According to Talbot, what manifested in the room wasn’t Baphomet, but the spirit of Margot “who blames me, who attacks me.” Talbot believed she’d become Babalon in death, Babalon being Baphomet’s second-in-command/consort. The demon he “saw” was carrying a cup of blood and a sword. There are repeated mentions of lions scribbled round the picture of the demon. Babalon rides a seven-headed lion on the card representing Lust in the Thoth tarot.
At some point after Talbot drew the demon, he went back and drew Latin crosses over some of the notes and on the demon itself, and wrote a biblical quotation warning against witchcraft across the picture. The appearance of the demon seems to have pushed him back toward religion, and that’s where his notes end.
Robin heard the bathroom door open and close. Now desperate for a pee, she jumped up and headed out of her room.
Stephen was crossing the landing, holding his washbag, puffy-eyed and yawning.

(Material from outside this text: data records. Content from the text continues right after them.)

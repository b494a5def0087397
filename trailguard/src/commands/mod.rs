pub mod ban_status;
pub mod check;
pub mod config_schema;
pub mod history;
pub mod migrate;
pub mod status;
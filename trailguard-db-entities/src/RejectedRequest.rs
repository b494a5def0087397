use chrono::{DateTime, Utc};
use sea_orm::entity::prelude::*;
use serde::Serialize;
use uuid::Uuid;

#[derive(Clone, Debug, PartialEq, Eq, DeriveEntityModel, Serialize)]
#[sea_orm(table_name = "rejected_requests")]
pub struct Model {
    #[sea_orm(primary_key, auto_increment = false)]
    pub id: Uuid,

    /// Client network address in string form
    pub address: String,

    pub status_code: i32,

    pub reason: String,

    /// User the request claimed to act for, if known
    pub subject: Option<String>,

    pub created_at: DateTime<Utc>,
}

#[derive(Copy, Clone, Debug, EnumIter)]
pub enum Relation {}

impl RelationTrait for Relation {
    fn def(&self) -> RelationDef {
        panic!("No relations defined")
    }
}

impl ActiveModelBehavior for ActiveModel {}
use chrono::{DateTime, Utc};
use sea_orm::{
    ActiveModelTrait, ColumnTrait, ConnectionTrait, EntityTrait, PaginatorTrait, QueryFilter, Set,
};
use trailguard_common::TrailguardError;
use trailguard_db_entities::RejectedRequest;
use uuid::Uuid;

/// A request that was turned away for a substantive reason
#[derive(Clone, Debug, PartialEq, Eq)]
pub struct RejectedRequestInfo {
    pub address: String,
    pub status_code: u16,
    pub reason: String,
    /// User the request claimed to act for
    pub subject: Option<String>,
}

impl RejectedRequestInfo {
    pub fn new(address: impl Into<String>, status_code: u16, reason: impl Into<String>) -> Self {
        Self {
            address: address.into(),
            status_code,
            reason: reason.into(),
            subject: None,
        }
    }

    pub fn with_subject(mut self, subject: impl Into<String>) -> Self {
        self.subject = Some(subject.into());
        self
    }
}

pub async fn insert_rejection<C: ConnectionTrait>(
    db: &C,
    rejection: &RejectedRequestInfo,
    created_at: DateTime<Utc>,
) -> Result<RejectedRequest::Model, TrailguardError> {
    let record = RejectedRequest::ActiveModel {
        id: Set(Uuid::new_v4()),
        address: Set(rejection.address.clone()),
        status_code: Set(rejection.status_code.into()),
        reason: Set(rejection.reason.clone()),
        subject: Set(rejection.subject.clone()),
        created_at: Set(created_at),
    };
    Ok(record.insert(db).await?)
}

/// Rejections for `address` at or after `since`
pub async fn count_rejections<C: ConnectionTrait>(
    db: &C,
    address: &str,
    since: DateTime<Utc>,
) -> Result<u64, TrailguardError> {
    Ok(RejectedRequest::Entity::find()
        .filter(RejectedRequest::Column::Address.eq(address))
        .filter(RejectedRequest::Column::CreatedAt.gte(since))
        .count(db)
        .await?)
}

/// Rejections from any address at or after `since`
pub async fn count_all_rejections<C: ConnectionTrait>(
    db: &C,
    since: DateTime<Utc>,
) -> Result<u64, TrailguardError> {
    Ok(RejectedRequest::Entity::find()
        .filter(RejectedRequest::Column::CreatedAt.gte(since))
        .count(db)
        .await?)
}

“Sorry about last night, Rob,” he said. “Jenny thinks it was the sprouts.”
“Yeah, Mum said,” Robin replied, edging around him. “No problem. Hope she feels better.”
“We’re going to take her out for a walk. I’ll see if I can buy you some ear plugs.”

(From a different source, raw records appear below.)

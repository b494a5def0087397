use anyhow::Result;
use chrono::Utc;
use trailguard_core::Services;

use crate::config::load_config;

pub(crate) async fn command(cli: &crate::Cli, address: &str) -> Result<()> {
    let config = load_config(&cli.config)?;
    let services = Services::new(config).await?;
    let now = Utc::now();

    let Some(record) = services.abuse_protection.ban_record(address).await? else {
        println!("{address}: never banned");
        return Ok(());
    };

    let state = if record.is_active(now) {
        let remaining = record.banned_until - now;
        format!("banned for another {} min", remaining.num_minutes())
    } else {
        "not banned".to_owned()
    };
    let rejections = services
        .abuse_protection
        .rejection_count(address, now)
        .await?;

    println!("{address}: {state}");
    println!("  banned until:   {}", record.banned_until);
    println!("  last banned at: {}", record.last_banned_at);
    println!("  ban length:     {} h", record.banned_length);
    println!("  times banned:   {}", record.banned_times);
    println!("  rejections:     {rejections} in the current window");
    println!("  reason:         {}", record.reason);
    Ok(())
}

Once she’d showered, Robin returned to her room. Her phone beeped twice while she was dressing.
Brushing her hair in the mirror, her eyes fell on the new perfume she’d received as a Christmas present from her mother. Robin had told her she was looking for a new fragrance, because the old one reminded her too much of Matthew. She’d been touched that Linda remembered the conversation when she opened the gift.
The bottle was round; not an orb, but a flattish circle: Chanel Chance Eau Fraîche. The liquid was pale green. An unfortunate association of ideas now made Robin think of sprouts. Nevertheless, she sprayed some on her wrists and behind her ears, filling the air with the scent of sharp lemon and nondescript flowers. What, she wondered, had made her mother choose it? What was it about the perfume that made her think “Robin”? To Robin’s nostrils it smelled like a deodorant, generic, clean and totally without romance. She remembered her unsuccessful purchase of Fracas, and the desire to be sexy and sophisticated that had ended only in headaches. Musing about the disparity between the way people would like to be seen, and the way others prefer to see them, Robin sat back down on her bed beside her laptop and flipped over her phone.

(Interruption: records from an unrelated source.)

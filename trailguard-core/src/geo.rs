//! Great-circle math on a spherical Earth.

use trailguard_common::Coordinates;

pub const EARTH_RADIUS_KM: f64 = 6371.0;

pub fn degrees_to_radians(degrees: f64) -> f64 {
    degrees * (std::f64::consts::PI / 180.0)
}

/// Haversine distance between two points in kilometers.
///
/// Inputs are expected to be range-checked already. The result is never
/// negative, including for identical and antipodal points.
pub fn distance_km(a: &Coordinates, b: &Coordinates) -> f64 {
    let lat1 = degrees_to_radians(a.latitude);
    let lon1 = degrees_to_radians(a.longitude);
    let lat2 = degrees_to_radians(b.latitude);
    let lon2 = degrees_to_radians(b.longitude);

    let dlat = lat2 - lat1;
    let dlon = lon2 - lon1;

    let h = (dlat / 2.0).sin().powi(2) + lat1.cos() * lat2.cos() * (dlon / 2.0).sin().powi(2);
    let c = 2.0 * h.sqrt().atan2((1.0 - h).sqrt());

    (EARTH_RADIUS_KM * c).abs()
}

#[cfg(test)]
mod tests {
    use super::*;

    const EPSILON_KM: f64 = 1e-6;

    #[test]
    fn test_distance_to_self_is_zero() {
        for p in [
            Coordinates::new(0.0, 0.0),
            Coordinates::new(52.52, 13.405),
            Coordinates::new(-90.0, 180.0),
            Coordinates::new(89.9999, -179.9999),
        ] {
            assert_eq!(distance_km(&p, &p), 0.0);
        }
    }

    #[test]
    fn test_distance_is_symmetric() {
        let points = [
            Coordinates::new(52.52, 13.405),
            Coordinates::new(40.7128, -74.006),
            Coordinates::new(-33.8688, 151.2093),
            Coordinates::new(0.0, 180.0),
            Coordinates::new(-90.0, 0.0),
        ];
        for a in &points {
            for b in &points {
                assert!((distance_km(a, b) - distance_km(b, a)).abs() < EPSILON_KM);
            }
        }
    }

    #[test]
    fn test_known_distance() {
        // Berlin to Paris is roughly 878 km
        let berlin = Coordinates::new(52.52, 13.405);
        let paris = Coordinates::new(48.8566, 2.3522);
        let d = distance_km(&berlin, &paris);
        assert!((d - 877.5).abs() < 2.0, "got {d}");
    }

    #[test]
    fn test_antipodal_points_are_half_circumference() {
        let d = distance_km(&Coordinates::new(0.0, 0.0), &Coordinates::new(0.0, 180.0));
        assert!(d >= 0.0);
        assert!((d - std::f64::consts::PI * EARTH_RADIUS_KM).abs() < 1e-3);
    }

    #[test]
    fn test_one_degree_of_latitude() {
        let d = distance_km(&Coordinates::new(10.0, 5.0), &Coordinates::new(11.0, 5.0));
        assert!((d - degrees_to_radians(1.0) * EARTH_RADIUS_KM).abs() < EPSILON_KM);
    }
}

Morris had texted twice more.
Lonely and hungover this end. Not being with the kids at Christmas is shit.
When Robin hadn’t answered this, he’d texted again.
Sorry, being a maudlin dickhead. Feel free to ignore.
Calling himself a dickhead was the most likable thing she’d ever known Morris do. Feeling sorry for him, Robin replied,
It must be tough, I’m sorry.
She then returned to her laptop and the last bit of Strike’s document, detailing actions to be taken, and with initials beside each to show which of them should undertake it.